DATASET ENTRIES Block Start

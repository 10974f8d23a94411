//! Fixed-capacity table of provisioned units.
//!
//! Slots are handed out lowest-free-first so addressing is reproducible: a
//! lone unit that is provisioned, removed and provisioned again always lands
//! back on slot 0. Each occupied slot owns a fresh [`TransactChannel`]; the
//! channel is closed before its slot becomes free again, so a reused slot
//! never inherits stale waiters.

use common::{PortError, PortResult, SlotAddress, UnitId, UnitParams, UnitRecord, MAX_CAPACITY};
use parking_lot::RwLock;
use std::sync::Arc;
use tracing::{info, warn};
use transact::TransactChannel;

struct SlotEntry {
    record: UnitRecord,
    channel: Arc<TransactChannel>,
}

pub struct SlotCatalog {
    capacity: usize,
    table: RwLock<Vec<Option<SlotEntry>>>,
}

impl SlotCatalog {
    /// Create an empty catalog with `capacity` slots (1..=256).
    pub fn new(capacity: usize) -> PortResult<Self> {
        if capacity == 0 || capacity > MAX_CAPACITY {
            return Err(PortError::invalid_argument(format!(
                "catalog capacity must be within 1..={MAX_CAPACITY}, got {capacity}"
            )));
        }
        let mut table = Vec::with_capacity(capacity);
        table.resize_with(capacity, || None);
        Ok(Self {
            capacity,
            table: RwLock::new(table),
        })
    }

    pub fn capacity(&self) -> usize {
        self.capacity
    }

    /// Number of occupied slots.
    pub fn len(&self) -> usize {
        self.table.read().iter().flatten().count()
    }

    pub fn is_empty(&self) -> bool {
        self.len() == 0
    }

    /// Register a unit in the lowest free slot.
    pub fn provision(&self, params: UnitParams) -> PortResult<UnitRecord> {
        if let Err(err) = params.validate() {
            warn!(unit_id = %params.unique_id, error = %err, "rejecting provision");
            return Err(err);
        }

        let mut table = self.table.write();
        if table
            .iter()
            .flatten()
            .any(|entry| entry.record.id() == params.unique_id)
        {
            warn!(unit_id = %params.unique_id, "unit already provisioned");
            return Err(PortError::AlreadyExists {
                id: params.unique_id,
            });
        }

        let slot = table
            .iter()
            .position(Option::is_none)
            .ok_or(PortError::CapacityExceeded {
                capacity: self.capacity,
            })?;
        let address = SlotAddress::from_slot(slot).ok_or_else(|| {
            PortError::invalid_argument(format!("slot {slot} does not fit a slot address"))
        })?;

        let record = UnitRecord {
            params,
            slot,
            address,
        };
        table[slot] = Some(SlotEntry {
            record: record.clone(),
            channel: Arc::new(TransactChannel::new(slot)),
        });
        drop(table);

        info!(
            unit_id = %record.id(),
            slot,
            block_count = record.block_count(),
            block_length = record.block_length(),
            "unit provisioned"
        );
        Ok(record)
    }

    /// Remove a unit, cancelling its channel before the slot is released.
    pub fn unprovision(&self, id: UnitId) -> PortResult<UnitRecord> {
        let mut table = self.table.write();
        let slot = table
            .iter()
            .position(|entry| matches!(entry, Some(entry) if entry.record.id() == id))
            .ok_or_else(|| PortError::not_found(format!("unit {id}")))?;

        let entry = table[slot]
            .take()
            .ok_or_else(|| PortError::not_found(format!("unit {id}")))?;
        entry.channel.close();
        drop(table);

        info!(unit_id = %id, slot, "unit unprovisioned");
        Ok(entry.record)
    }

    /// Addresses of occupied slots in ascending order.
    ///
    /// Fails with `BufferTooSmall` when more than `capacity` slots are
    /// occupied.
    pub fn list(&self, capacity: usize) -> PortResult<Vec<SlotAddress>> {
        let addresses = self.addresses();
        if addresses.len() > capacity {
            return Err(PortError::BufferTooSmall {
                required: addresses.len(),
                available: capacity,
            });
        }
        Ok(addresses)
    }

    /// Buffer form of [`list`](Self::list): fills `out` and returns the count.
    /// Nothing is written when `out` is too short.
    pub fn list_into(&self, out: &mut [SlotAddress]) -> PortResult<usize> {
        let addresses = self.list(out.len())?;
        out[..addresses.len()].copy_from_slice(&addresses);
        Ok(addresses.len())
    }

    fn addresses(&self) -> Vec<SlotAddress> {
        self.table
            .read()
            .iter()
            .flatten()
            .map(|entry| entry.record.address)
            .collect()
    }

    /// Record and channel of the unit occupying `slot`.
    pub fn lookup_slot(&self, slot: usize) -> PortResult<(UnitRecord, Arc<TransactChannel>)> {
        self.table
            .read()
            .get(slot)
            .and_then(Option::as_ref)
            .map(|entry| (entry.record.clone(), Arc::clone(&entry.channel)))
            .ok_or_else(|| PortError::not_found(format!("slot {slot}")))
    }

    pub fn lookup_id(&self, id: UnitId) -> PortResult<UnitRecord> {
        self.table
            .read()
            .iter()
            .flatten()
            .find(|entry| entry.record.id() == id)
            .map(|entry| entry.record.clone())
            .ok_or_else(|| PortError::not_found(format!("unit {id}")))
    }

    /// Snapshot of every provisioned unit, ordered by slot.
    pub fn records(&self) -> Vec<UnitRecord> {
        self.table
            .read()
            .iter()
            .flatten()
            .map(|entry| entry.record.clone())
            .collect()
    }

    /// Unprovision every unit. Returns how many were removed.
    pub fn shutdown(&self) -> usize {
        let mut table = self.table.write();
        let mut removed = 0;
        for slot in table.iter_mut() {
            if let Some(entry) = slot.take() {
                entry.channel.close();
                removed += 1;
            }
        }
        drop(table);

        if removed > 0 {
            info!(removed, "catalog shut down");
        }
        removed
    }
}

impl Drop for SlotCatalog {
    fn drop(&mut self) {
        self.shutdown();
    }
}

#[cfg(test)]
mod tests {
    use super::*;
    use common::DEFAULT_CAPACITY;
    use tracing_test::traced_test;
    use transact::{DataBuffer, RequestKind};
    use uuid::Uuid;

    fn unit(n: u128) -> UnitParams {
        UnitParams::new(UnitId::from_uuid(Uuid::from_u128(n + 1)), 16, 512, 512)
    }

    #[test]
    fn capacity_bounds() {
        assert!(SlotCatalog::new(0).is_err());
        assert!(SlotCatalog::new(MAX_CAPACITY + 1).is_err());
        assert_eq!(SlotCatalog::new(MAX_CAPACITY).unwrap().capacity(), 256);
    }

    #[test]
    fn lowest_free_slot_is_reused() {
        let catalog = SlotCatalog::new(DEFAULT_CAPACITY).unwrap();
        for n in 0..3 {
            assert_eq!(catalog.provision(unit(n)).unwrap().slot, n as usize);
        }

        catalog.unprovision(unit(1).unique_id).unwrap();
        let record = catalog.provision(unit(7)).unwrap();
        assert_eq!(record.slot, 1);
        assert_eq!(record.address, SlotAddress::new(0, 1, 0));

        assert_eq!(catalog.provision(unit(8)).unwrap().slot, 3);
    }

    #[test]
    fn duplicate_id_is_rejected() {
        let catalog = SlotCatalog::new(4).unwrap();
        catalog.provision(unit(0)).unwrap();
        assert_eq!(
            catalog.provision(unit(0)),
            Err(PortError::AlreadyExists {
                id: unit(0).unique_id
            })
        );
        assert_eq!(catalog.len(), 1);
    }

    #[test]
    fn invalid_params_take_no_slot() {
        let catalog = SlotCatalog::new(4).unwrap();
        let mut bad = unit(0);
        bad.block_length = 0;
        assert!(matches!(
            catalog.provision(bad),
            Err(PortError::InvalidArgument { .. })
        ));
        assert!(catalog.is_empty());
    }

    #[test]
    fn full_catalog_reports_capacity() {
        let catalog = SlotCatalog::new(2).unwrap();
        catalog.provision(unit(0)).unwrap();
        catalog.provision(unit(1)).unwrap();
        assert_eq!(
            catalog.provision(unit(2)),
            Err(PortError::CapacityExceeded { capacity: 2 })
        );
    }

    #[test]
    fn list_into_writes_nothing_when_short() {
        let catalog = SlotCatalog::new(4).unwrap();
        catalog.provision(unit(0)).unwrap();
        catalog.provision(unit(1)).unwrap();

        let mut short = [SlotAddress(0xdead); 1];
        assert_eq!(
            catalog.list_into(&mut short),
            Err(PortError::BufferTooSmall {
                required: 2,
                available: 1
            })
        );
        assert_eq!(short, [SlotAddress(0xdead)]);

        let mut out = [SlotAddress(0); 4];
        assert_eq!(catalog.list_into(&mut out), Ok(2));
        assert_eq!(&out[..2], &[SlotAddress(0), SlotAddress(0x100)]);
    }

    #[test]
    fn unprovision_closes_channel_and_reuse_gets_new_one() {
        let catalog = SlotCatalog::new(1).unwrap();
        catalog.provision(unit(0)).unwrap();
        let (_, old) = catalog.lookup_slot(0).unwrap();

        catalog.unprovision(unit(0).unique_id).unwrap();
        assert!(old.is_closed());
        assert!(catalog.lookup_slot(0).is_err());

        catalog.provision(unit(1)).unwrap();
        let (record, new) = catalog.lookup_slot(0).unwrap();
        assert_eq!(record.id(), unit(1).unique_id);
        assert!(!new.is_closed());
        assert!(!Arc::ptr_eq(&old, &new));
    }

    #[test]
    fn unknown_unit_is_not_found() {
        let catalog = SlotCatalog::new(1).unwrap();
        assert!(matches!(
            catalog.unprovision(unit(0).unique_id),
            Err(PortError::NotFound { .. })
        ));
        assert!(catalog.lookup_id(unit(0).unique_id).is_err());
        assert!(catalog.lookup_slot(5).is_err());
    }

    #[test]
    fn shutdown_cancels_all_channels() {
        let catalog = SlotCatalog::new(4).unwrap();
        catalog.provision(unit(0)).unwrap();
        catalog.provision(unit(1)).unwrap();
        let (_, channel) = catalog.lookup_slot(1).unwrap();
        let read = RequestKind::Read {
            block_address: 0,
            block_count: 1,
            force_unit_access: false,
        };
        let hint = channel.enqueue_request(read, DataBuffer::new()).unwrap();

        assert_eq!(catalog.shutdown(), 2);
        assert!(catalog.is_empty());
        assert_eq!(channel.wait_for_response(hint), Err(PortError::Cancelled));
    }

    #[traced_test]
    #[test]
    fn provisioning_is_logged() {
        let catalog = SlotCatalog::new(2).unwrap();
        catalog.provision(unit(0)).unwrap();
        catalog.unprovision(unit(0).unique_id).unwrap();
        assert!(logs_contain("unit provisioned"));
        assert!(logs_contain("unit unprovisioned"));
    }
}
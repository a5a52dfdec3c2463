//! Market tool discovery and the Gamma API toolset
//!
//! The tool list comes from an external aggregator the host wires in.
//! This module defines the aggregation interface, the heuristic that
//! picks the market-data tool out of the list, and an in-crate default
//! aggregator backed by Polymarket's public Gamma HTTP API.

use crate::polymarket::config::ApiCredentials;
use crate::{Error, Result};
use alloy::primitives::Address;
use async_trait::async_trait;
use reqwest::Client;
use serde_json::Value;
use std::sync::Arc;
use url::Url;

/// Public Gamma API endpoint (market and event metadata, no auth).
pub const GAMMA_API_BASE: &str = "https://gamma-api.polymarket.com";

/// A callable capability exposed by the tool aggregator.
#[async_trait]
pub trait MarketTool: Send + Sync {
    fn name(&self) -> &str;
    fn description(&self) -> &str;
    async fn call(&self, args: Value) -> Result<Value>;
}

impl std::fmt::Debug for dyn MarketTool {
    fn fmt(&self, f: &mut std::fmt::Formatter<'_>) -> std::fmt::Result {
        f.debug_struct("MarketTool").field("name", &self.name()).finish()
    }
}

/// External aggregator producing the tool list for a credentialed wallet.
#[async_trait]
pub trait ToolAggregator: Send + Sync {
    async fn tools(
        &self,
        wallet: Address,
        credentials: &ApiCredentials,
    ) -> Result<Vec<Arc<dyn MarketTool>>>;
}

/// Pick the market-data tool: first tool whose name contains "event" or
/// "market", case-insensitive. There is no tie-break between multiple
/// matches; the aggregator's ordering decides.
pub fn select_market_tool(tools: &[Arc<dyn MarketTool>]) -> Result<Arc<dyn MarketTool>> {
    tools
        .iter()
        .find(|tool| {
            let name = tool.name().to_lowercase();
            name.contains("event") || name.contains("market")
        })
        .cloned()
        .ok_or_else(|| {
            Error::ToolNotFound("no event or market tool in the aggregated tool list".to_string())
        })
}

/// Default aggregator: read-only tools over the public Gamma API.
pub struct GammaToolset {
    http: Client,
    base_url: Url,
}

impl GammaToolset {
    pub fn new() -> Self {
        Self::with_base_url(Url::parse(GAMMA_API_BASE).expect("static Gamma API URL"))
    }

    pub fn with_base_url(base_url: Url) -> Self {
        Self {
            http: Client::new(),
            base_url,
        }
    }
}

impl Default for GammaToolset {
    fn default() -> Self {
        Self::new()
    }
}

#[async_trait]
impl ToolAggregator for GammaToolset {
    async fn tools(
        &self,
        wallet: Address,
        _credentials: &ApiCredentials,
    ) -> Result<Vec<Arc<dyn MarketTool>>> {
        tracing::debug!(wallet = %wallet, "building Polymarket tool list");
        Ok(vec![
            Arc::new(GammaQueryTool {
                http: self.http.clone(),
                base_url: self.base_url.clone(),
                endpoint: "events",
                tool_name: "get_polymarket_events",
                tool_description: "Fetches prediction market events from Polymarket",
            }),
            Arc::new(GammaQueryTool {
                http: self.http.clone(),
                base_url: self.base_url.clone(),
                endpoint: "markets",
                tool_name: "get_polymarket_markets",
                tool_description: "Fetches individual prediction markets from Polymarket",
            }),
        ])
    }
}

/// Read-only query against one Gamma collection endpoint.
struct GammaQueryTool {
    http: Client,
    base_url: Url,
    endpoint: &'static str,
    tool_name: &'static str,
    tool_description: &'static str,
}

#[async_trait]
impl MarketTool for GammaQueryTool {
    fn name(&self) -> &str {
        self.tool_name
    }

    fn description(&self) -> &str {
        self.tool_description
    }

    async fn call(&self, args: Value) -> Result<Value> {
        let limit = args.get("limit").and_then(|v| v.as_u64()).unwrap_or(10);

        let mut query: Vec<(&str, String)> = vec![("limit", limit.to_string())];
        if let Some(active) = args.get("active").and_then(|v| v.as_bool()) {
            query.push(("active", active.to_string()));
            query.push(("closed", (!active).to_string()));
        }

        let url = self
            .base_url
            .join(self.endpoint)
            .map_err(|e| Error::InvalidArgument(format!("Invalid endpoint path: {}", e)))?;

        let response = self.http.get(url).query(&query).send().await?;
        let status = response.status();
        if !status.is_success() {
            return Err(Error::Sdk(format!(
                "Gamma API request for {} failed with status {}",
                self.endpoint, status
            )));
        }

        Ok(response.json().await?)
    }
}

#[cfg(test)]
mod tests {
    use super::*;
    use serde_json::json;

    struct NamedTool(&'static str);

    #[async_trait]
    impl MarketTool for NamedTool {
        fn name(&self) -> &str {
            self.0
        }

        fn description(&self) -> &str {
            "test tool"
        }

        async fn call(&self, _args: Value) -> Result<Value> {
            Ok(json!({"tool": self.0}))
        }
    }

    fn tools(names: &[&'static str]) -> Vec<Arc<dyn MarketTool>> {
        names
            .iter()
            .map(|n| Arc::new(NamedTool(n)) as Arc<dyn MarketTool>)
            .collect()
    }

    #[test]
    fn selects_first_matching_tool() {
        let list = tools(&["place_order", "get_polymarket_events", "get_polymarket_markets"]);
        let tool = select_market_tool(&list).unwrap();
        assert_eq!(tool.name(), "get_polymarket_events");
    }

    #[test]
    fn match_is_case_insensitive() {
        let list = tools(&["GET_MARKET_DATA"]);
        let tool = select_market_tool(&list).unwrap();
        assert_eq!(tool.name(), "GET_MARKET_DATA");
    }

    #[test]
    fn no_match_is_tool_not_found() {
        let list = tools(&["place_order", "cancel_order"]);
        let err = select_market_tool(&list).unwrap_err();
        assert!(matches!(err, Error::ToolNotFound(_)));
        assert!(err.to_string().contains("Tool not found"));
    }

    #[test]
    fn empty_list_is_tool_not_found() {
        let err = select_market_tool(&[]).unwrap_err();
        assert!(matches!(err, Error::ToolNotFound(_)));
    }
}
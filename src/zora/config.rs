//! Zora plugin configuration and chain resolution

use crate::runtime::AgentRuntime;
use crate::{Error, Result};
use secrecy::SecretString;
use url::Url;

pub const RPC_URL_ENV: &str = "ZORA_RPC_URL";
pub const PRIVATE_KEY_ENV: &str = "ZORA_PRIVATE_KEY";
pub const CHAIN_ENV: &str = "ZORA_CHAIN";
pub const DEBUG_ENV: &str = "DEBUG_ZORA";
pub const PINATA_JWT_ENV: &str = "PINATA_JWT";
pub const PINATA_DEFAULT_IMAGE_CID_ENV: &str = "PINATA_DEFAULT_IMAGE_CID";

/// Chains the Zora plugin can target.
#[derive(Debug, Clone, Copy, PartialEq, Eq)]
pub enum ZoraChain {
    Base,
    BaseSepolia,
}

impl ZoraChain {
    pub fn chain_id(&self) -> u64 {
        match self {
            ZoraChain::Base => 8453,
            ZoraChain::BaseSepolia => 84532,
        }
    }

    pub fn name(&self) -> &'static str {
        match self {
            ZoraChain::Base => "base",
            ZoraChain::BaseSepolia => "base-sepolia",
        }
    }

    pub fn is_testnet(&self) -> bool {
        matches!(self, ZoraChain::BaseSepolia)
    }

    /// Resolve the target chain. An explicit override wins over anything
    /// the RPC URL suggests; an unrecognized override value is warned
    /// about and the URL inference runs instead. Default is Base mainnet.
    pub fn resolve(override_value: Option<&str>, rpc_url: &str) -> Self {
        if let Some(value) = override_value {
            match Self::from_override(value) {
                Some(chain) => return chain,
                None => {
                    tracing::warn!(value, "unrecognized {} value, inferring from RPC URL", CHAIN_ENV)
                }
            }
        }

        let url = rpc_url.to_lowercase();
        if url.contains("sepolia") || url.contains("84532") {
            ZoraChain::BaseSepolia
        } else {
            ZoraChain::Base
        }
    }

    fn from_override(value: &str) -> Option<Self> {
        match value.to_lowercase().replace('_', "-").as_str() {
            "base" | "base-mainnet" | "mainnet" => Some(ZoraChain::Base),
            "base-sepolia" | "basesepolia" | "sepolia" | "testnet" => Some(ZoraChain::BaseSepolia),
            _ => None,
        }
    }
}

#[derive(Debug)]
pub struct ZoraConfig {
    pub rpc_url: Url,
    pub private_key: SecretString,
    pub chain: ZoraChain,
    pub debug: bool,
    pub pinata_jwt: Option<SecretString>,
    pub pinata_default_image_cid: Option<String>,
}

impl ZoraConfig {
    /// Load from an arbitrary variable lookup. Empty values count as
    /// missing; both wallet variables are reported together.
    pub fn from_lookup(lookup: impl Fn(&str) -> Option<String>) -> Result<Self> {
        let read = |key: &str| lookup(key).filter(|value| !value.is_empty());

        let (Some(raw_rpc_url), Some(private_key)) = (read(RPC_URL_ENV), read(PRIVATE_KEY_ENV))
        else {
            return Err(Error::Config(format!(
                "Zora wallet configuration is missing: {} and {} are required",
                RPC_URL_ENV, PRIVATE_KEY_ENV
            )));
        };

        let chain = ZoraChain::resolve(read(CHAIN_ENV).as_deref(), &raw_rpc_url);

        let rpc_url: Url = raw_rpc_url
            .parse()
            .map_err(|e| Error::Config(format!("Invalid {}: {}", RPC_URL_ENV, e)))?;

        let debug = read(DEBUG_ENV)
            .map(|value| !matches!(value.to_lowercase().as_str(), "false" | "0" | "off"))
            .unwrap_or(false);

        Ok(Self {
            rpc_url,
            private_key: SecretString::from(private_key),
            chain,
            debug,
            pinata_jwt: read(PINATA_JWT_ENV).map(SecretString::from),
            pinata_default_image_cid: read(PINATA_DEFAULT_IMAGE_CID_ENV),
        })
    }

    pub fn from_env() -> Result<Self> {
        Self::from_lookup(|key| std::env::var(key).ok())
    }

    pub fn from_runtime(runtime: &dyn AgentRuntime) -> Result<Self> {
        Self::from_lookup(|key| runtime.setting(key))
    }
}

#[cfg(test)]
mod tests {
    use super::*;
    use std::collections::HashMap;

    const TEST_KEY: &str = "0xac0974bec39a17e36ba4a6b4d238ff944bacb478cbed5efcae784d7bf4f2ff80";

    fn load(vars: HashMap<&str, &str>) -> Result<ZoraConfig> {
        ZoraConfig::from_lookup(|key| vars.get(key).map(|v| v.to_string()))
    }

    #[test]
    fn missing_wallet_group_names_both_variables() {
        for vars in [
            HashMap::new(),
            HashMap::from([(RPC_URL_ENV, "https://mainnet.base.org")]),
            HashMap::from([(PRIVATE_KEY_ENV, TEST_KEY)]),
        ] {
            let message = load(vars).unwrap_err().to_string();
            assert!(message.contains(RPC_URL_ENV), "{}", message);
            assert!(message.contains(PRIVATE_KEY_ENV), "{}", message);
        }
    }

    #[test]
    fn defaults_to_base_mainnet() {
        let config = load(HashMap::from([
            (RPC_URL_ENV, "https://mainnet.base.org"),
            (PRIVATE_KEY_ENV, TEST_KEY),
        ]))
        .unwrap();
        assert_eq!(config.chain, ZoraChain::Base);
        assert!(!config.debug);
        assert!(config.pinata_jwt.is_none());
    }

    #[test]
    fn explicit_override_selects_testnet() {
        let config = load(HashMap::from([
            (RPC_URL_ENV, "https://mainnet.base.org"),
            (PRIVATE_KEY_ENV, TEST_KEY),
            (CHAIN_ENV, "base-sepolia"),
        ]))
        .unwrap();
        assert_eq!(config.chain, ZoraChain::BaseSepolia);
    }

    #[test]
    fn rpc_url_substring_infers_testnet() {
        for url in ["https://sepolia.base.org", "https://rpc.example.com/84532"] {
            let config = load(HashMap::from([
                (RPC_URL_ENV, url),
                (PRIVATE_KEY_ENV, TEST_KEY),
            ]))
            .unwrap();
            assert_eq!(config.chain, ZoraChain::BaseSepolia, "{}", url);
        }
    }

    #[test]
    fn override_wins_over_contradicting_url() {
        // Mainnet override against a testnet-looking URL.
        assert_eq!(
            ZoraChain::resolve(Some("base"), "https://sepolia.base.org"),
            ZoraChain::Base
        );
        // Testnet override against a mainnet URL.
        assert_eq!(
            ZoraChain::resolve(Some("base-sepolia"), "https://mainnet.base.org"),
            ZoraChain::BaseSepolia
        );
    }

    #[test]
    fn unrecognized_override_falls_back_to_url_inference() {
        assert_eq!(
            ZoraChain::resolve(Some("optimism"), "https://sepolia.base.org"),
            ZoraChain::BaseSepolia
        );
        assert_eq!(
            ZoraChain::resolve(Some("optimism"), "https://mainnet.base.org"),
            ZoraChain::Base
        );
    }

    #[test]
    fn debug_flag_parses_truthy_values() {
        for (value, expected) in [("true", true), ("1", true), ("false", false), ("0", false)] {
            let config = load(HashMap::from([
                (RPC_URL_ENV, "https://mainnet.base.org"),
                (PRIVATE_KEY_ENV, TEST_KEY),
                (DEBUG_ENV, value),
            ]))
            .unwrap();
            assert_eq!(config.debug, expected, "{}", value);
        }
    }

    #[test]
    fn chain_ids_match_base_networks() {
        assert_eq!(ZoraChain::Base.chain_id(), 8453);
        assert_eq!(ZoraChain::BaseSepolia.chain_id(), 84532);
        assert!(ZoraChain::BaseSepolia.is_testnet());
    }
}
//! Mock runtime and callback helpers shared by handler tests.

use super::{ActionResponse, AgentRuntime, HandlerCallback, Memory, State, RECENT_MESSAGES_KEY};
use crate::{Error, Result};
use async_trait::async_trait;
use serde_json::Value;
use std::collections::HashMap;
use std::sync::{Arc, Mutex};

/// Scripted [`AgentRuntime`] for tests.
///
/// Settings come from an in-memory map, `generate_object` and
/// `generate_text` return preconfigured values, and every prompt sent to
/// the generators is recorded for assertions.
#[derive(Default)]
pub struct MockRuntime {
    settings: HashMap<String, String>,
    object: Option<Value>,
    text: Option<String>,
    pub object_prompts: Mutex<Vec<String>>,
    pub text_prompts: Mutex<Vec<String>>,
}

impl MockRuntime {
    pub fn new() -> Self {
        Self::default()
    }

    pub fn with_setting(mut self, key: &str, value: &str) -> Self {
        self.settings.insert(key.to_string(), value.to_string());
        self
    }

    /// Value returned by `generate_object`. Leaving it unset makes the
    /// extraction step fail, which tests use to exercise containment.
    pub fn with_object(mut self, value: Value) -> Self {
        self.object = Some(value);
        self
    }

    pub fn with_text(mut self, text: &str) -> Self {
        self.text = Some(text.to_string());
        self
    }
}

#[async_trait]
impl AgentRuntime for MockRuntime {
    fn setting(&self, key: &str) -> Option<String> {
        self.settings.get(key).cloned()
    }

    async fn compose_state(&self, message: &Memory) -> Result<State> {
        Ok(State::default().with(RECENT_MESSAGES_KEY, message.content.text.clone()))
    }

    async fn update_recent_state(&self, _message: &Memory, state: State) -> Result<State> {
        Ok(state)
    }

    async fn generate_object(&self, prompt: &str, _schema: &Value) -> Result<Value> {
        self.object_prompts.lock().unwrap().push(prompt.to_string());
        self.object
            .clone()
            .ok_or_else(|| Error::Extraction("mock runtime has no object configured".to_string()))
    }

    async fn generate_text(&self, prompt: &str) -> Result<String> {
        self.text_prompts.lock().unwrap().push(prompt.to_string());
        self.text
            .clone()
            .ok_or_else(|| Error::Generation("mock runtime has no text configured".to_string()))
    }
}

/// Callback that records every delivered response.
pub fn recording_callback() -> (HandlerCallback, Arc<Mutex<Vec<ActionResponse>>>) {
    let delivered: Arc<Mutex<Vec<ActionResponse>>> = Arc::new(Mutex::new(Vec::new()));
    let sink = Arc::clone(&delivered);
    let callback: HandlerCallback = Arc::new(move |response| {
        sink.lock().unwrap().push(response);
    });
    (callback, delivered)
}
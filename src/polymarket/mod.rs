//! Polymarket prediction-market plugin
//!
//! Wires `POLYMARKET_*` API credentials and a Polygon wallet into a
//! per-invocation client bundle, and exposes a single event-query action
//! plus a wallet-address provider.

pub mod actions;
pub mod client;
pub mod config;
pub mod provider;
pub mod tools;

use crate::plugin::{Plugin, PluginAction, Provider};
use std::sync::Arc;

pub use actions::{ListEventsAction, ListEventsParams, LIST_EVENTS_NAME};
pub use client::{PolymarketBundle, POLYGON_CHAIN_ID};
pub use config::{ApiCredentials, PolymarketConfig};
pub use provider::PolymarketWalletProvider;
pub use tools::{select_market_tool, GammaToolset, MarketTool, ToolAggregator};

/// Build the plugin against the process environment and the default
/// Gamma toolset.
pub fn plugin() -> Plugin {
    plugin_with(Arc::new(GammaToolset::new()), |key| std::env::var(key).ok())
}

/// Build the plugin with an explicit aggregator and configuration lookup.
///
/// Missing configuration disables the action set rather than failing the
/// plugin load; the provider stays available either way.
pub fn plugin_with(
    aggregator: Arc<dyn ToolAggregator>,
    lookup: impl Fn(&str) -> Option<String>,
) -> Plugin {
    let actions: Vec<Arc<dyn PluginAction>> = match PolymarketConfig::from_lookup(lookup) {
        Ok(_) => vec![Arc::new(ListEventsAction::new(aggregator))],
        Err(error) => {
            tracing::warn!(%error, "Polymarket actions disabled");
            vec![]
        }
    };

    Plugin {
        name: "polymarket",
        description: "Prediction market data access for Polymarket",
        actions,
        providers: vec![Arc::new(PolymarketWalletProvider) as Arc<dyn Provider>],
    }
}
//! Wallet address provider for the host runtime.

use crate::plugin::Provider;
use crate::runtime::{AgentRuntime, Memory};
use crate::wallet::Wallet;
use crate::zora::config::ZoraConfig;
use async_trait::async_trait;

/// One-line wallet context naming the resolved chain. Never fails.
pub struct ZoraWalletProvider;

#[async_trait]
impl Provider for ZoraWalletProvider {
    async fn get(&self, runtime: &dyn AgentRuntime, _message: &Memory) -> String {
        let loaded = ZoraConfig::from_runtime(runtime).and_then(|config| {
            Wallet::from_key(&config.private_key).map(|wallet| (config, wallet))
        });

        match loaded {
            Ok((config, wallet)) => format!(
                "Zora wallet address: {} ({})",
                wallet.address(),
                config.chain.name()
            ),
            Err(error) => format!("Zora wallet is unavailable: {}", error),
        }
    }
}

DATASET ENTRIES Block End

= WHAT YOU WILL DO =
Filter the entries above and keep only the lines with the word "expected".

= ANSWER TO THE EXERCISE =
        for (value, expected) in [("true", true), ("1", true), ("false", false), ("0", false)] {
            assert_eq!(config.debug, expected, "{}", value);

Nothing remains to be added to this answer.